When we announced the merger in November 2020 we noted that we needed regulatory approval in five jurisdictions, Canada, The European Union, Taiwan, The United Kingdom and the United States. We've made substantial progress with all these regulators and there are a number of remedies we must undertake in order to complete the merger. IHS Markit will divest OPIS, the coal metals and mining and the PetroChem Wire businesses. The sale of these assets to News Corp has already been announced. In addition, IHS Markit must divest its Base Chemicals business. S&P Global must divest CUSIP Global Services and Leveraged Commentary and Data together with related family have leveraged loan indices. S&P Global and IHS Markit will begin the process of selling these additional businesses shortly in order to provide time. To undertake these sales processes we now expect to close the merger in the first quarter of 2022.
Collectively, the revenue from all of the businesses being divested is approximately $425 million and the margins for each of these businesses are higher than the margin for each of the divisions here in. In a moment, Ewout will provide an update on our merger synergy expectations and you'll see that despite these divestitures we are raising both our cost and revenue synergy targets.
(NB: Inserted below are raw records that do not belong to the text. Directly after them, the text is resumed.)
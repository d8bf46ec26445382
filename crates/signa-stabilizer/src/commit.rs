//! Commit state machine - debounced text commits from stable predictions
//!
//! A different symbol may commit as soon as the base gap has elapsed; a
//! repeated symbol must wait the full double gap. Holding a static gesture
//! therefore fires once, while intentional double letters still work after
//! a pause.

use std::time::Duration;

use signa_core::{FrameTime, Label};

use crate::{PredictionWindow, DEFAULT_WINDOW_SIZE};

/// Stabilizer tuning
#[derive(Debug, Clone)]
pub struct StabilizerConfig {
    /// Number of recent predictions considered
    pub window_size: usize,

    /// Minimum fraction of the window agreeing before a commit is considered
    pub stability_threshold: f32,

    /// Base gap between commits
    pub commit_gap: Duration,

    /// Shorter gap for the delete gesture, so held deletes repeat faster
    pub delete_gap: Duration,

    /// Whether stable predictions commit automatically
    pub auto_commit: bool,
}

impl Default for StabilizerConfig {
    fn default() -> Self {
        Self {
            window_size: DEFAULT_WINDOW_SIZE,
            stability_threshold: 0.7,
            commit_gap: Duration::from_millis(900),
            delete_gap: Duration::from_millis(450),
            auto_commit: true,
        }
    }
}

/// Semantic text edit selected by a committed label
#[derive(Debug, Clone, PartialEq, Eq)]
pub enum TextEdit {
    Append(String),
    AppendSpace,
    DeleteLast,
}

impl TextEdit {
    /// Map a label to the edit it commits
    pub fn for_label(label: &Label) -> TextEdit {
        if label.is_space() {
            TextEdit::AppendSpace
        } else if label.is_delete() {
            TextEdit::DeleteLast
        } else {
            TextEdit::Append(label.as_str().to_string())
        }
    }
}

/// A debounced commit emitted by the stabilizer
#[derive(Debug, Clone)]
pub struct CommitEvent {
    pub label: Label,
    pub edit: TextEdit,
    pub at: FrameTime,
}

/// Turns the per-frame prediction stream into discrete commit events.
///
/// The machine's state is the window contents plus the last commit; it
/// cycles between idle (empty window) and tracking (window has entries).
#[derive(Debug)]
pub struct Stabilizer {
    config: StabilizerConfig,
    window: PredictionWindow,
    last_committed: Option<Label>,
    last_commit_at: FrameTime,
}

impl Stabilizer {
    pub fn new(config: StabilizerConfig) -> Self {
        let window = PredictionWindow::new(config.window_size);
        Stabilizer {
            config,
            window,
            last_committed: None,
            last_commit_at: FrameTime::ZERO,
        }
    }

    /// Feed one frame's predicted label (or absence) into the machine.
    ///
    /// Absence - no hand in frame, or an empty dataset - clears the window
    /// and never commits. At most one commit is emitted per observation.
    pub fn observe(&mut self, label: Option<&Label>, now: FrameTime) -> Option<CommitEvent> {
        let Some(label) = label else {
            self.window.clear();
            return None;
        };

        self.window.push(label.clone());

        if !self.config.auto_commit {
            return None;
        }

        let (majority, _) = self.window.majority()?;
        if self.window.stability() < self.config.stability_threshold {
            return None;
        }

        let gap = if majority.is_delete() {
            self.config.delete_gap
        } else {
            self.config.commit_gap
        };
        let elapsed = now - self.last_commit_at;

        let repeat = self.last_committed.as_ref() == Some(&majority);
        if elapsed > gap && (!repeat || elapsed > gap * 2) {
            let event = CommitEvent {
                edit: TextEdit::for_label(&majority),
                label: majority.clone(),
                at: now,
            };
            self.last_committed = Some(majority);
            self.last_commit_at = now;
            return Some(event);
        }

        None
    }

    pub fn window(&self) -> &PredictionWindow {
        &self.window
    }

    pub fn last_committed(&self) -> Option<&Label> {
        self.last_committed.as_ref()
    }

    pub fn config(&self) -> &StabilizerConfig {
        &self.config
    }
}

impl Default for Stabilizer {
    fn default() -> Self {
        Stabilizer::new(StabilizerConfig::default())
    }
}

#[cfg(test)]
mod tests {
    use super::*;

    fn label(s: &str) -> Label {
        Label::new(s).unwrap()
    }

    fn at(ms: i64) -> FrameTime {
        FrameTime::from_millis(ms)
    }

    /// Feed the same label until the window is saturated, committing at most
    /// once; returns the commit if one fired.
    fn saturate(s: &mut Stabilizer, l: &Label, now: FrameTime) -> Option<CommitEvent> {
        let mut committed = None;
        for _ in 0..DEFAULT_WINDOW_SIZE {
            if let Some(ev) = s.observe(Some(l), now) {
                committed = Some(ev);
            }
        }
        committed
    }

    #[test]
    fn test_absence_clears_window() {
        let mut s = Stabilizer::default();
        let a = label("A");

        s.observe(Some(&a), at(1000));
        s.observe(Some(&a), at(1033));
        assert_eq!(s.window().len(), 2);

        assert!(s.observe(None, at(1066)).is_none());
        assert!(s.window().is_empty());

        // Next prediction starts a fresh window
        s.observe(Some(&a), at(1100));
        assert_eq!(s.window().len(), 1);
    }

    #[test]
    fn test_no_commit_below_stability_threshold() {
        let mut s = Stabilizer::default();
        let a = label("A");
        let b = label("B");

        // Alternating labels never reach 0.7 stability
        for i in 0..16 {
            let l = if i % 2 == 0 { &a } else { &b };
            assert!(s.observe(Some(l), at(2000 + i * 33)).is_none());
        }
    }

    #[test]
    fn test_first_commit_fires_once_stable() {
        let mut s = Stabilizer::default();
        let a = label("A");

        let ev = saturate(&mut s, &a, at(2000)).expect("stable label should commit");
        assert_eq!(ev.label.as_str(), "A");
        assert_eq!(ev.edit, TextEdit::Append("A".to_string()));
        assert_eq!(ev.at, at(2000));
        assert_eq!(s.last_committed().unwrap().as_str(), "A");
    }

    #[test]
    fn test_repeated_label_blocked_until_double_gap() {
        let mut s = Stabilizer::default();
        let a = label("A");

        assert!(saturate(&mut s, &a, at(2000)).is_some());

        // 500ms later: elapsed < gap, blocked
        assert!(saturate(&mut s, &a, at(2500)).is_none());

        // 1000ms later: elapsed > gap but same label and <= 2*gap, blocked
        assert!(saturate(&mut s, &a, at(3000)).is_none());

        // 1801ms later: elapsed > 2*gap, repeat fires
        assert!(saturate(&mut s, &a, at(3801)).is_some());
    }

    #[test]
    fn test_different_label_allowed_after_single_gap() {
        let mut s = Stabilizer::default();
        let a = label("A");
        let b = label("B");

        assert!(saturate(&mut s, &a, at(2000)).is_some());

        // Different label, 901ms later: base gap elapsed, fires
        let ev = saturate(&mut s, &b, at(2901)).expect("different label after gap");
        assert_eq!(ev.label.as_str(), "B");
    }

    #[test]
    fn test_different_label_still_blocked_inside_gap() {
        let mut s = Stabilizer::default();
        let a = label("A");
        let b = label("B");

        assert!(saturate(&mut s, &a, at(2000)).is_some());
        assert!(saturate(&mut s, &b, at(2500)).is_none());
    }

    #[test]
    fn test_delete_uses_shorter_gap() {
        let mut s = Stabilizer::default();
        let a = label("A");
        let del = Label::delete();

        assert!(saturate(&mut s, &a, at(2000)).is_some());

        // Delete's gap is 450ms: fires at +451ms where a letter would not
        let ev = saturate(&mut s, &del, at(2451)).expect("delete after short gap");
        assert_eq!(ev.edit, TextEdit::DeleteLast);

        // Held delete repeats on the double of its own gap
        assert!(saturate(&mut s, &del, at(2902)).is_none());
        assert!(saturate(&mut s, &del, at(3353)).is_some());
    }

    #[test]
    fn test_auto_commit_disabled_never_commits() {
        let mut s = Stabilizer::new(StabilizerConfig {
            auto_commit: false,
            ..StabilizerConfig::default()
        });
        let a = label("A");

        assert!(saturate(&mut s, &a, at(5000)).is_none());
        // Window still tracks
        assert_eq!(s.window().len(), DEFAULT_WINDOW_SIZE);
    }

    #[test]
    fn test_space_label_maps_to_space_edit() {
        let mut s = Stabilizer::default();
        let ev = saturate(&mut s, &Label::space(), at(2000)).unwrap();
        assert_eq!(ev.edit, TextEdit::AppendSpace);
    }
}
To recap the financial results for the third quarter revenue increased 13% to $2.1 billion. Our adjusted operating profit increased 18% and our adjusted operating profit margin increased 250 basis points to 55.4%. As you know, we measure and track adjusted operating profit margin on a trailing four-quarter basis, which increased 130 basis points to 55.1%. As a result, our adjusted diluted EPS increased 24%. Each quarter we highlight a few key business drivers and important projects underway. This quarter let's start with ratings bond issuance trends.
During the third quarter, global bond issuance increased 3%. In the U.S. bond issuance in aggregate increased 6% as investment grade decreased 12%, high-yield decreased 16%, public finance decreased 24%, while structured finance increased 105% due to large increases in every category, particularly CLOs, which increased 340%. European bond issuance increased 4% as investment grade decreased 7%, high-yield decreased 4% and structured finance increased 70%, with gains in every asset class except RMBS, of particular note, CMBS increased 375%. In Asia, bond issuance decreased 2% overall. The data on this slide only depicts bond issuance, where will include new bank loan volumes overall global issuance increased 9%.
The next two slides look at the combined high-yield issuance and leveraged loan volume for the U.S. and Europe. Data is not readily available for the rest of the world. This slide shows that the combination of global leveraged loan and high-yield issuance in the third quarter continued to be very strong surpassing every quarter in 2018, '19 and '20. This slide depicts the combination of high-yield issuance and leveraged loan volume by the use of proceeds of the funds raised. This quarter both general corporate purpose and refinancing-related issuance was lower than the third quarter of 2020. The surge in activities entirely due to M&A, LBOs, buybacks and dividends. These are opportunistic categories that aren't pull forward. The surge in issuance is not pulling forward issuance from future years and is additive to future financing needs.
Since bank loan ratings are an important element of ratings revenue we like to disclose our bank loan ratings revenue each quarter. The unprecedented strength in bank loan ratings revenue continued in the third quarter and year-to-date revenues already surpassed any of the previous ten-full years. The leveraged loan market and the CLO market are dependent on one another as many of the leveraged loans end up in CLOs. As you can see here, CLO issuance continued to accelerate in the third quarter.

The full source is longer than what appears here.